BEGIN TASK INPUT

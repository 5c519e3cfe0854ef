/*
 * SPDX-FileCopyrightText: 2024 Tommaso Fontana
 * SPDX-FileCopyrightText: 2024 Inria
 *
 * SPDX-License-Identifier: Apache-2.0 OR LGPL-2.1-or-later
 */

use bigdecimal::BigDecimal;
use num_bigint::{BigInt, BigUint};

use crate::codes::{Coding, ExtendedCoding, UniversalCoding};
use crate::error::Result;
use crate::traits::BitRead;

/// Pairs a [`BitRead`] with an [`ExtendedCoding`] to provide a convenient
/// way of reading coded data.
#[derive(Debug)]
pub struct CodedReader<C: UniversalCoding, R: BitRead> {
    coding: ExtendedCoding<C>,
    reader: R,
}

impl<C: UniversalCoding, R: BitRead> CodedReader<C, R> {
    /// Creates a coded reader over a bit reader.
    pub fn new(coding: ExtendedCoding<C>, reader: R) -> Self {
        Self { coding, reader }
    }

    /// The coding that decodes the bits.
    pub fn coding(&self) -> &ExtendedCoding<C> {
        &self.coding
    }

    /// The reader that supplies the bits for the coding.
    pub fn reader_mut(&mut self) -> &mut R {
        &mut self.reader
    }

    /// Returns the underlying bit reader.
    pub fn into_inner(self) -> R {
        self.reader
    }

    /// Reads a non-negative 32-bit value.
    pub fn read_u32(&mut self) -> Result<u32> {
        self.coding.decode_u32(&mut self.reader)
    }

    /// Reads a non-negative 64-bit value.
    pub fn read_u64(&mut self) -> Result<u64> {
        self.coding.decode_u64(&mut self.reader)
    }

    /// Reads a non-negative arbitrary-precision value.
    pub fn read_biguint(&mut self) -> Result<BigUint> {
        self.coding.decode_biguint(&mut self.reader)
    }

    /// Reads an integer of any sign.
    pub fn read_i32(&mut self) -> Result<i32> {
        self.coding.decode_i32(&mut self.reader)
    }

    /// Reads a long integer of any sign.
    pub fn read_i64(&mut self) -> Result<i64> {
        self.coding.decode_i64(&mut self.reader)
    }

    /// Reads an arbitrary-precision integer of any sign.
    pub fn read_bigint(&mut self) -> Result<BigInt> {
        self.coding.decode_bigint(&mut self.reader)
    }

    /// Reads a float.
    pub fn read_f32(&mut self) -> Result<f32> {
        self.coding.decode_f32(&mut self.reader)
    }

    /// Reads a double.
    pub fn read_f64(&mut self) -> Result<f64> {
        self.coding.decode_f64(&mut self.reader)
    }

    /// Reads an arbitrary-precision decimal.
    pub fn read_decimal(&mut self) -> Result<BigDecimal> {
        self.coding.decode_decimal(&mut self.reader)
    }
}
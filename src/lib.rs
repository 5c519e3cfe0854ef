/*
 * SPDX-FileCopyrightText: 2024 Tommaso Fontana
 * SPDX-FileCopyrightText: 2024 Inria
 * SPDX-FileCopyrightText: 2024 Sebastiano Vigna
 *
 * SPDX-License-Identifier: Apache-2.0 OR LGPL-2.1-or-later
 */

#![doc = include_str!("../README.md")]

pub mod coded;
pub mod codes;
pub mod error;
pub mod frequencies;
pub mod impls;
pub mod traits;

/// Prelude module to import everything from this crate
pub mod prelude {
    pub use crate::coded::*;
    pub use crate::codes::*;
    pub use crate::error::*;
    pub use crate::frequencies::*;
    pub use crate::impls::*;
    pub use crate::traits::*;
}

END TASK INPUT

**TASK PROMPT**: Whenever the word "arbitrary" shows up in a line of the entries, copy that line.

**REPLY**:
    /// Reads a non-negative arbitrary-precision value.
    /// Reads an arbitrary-precision integer of any sign.
    /// Reads an arbitrary-precision decimal.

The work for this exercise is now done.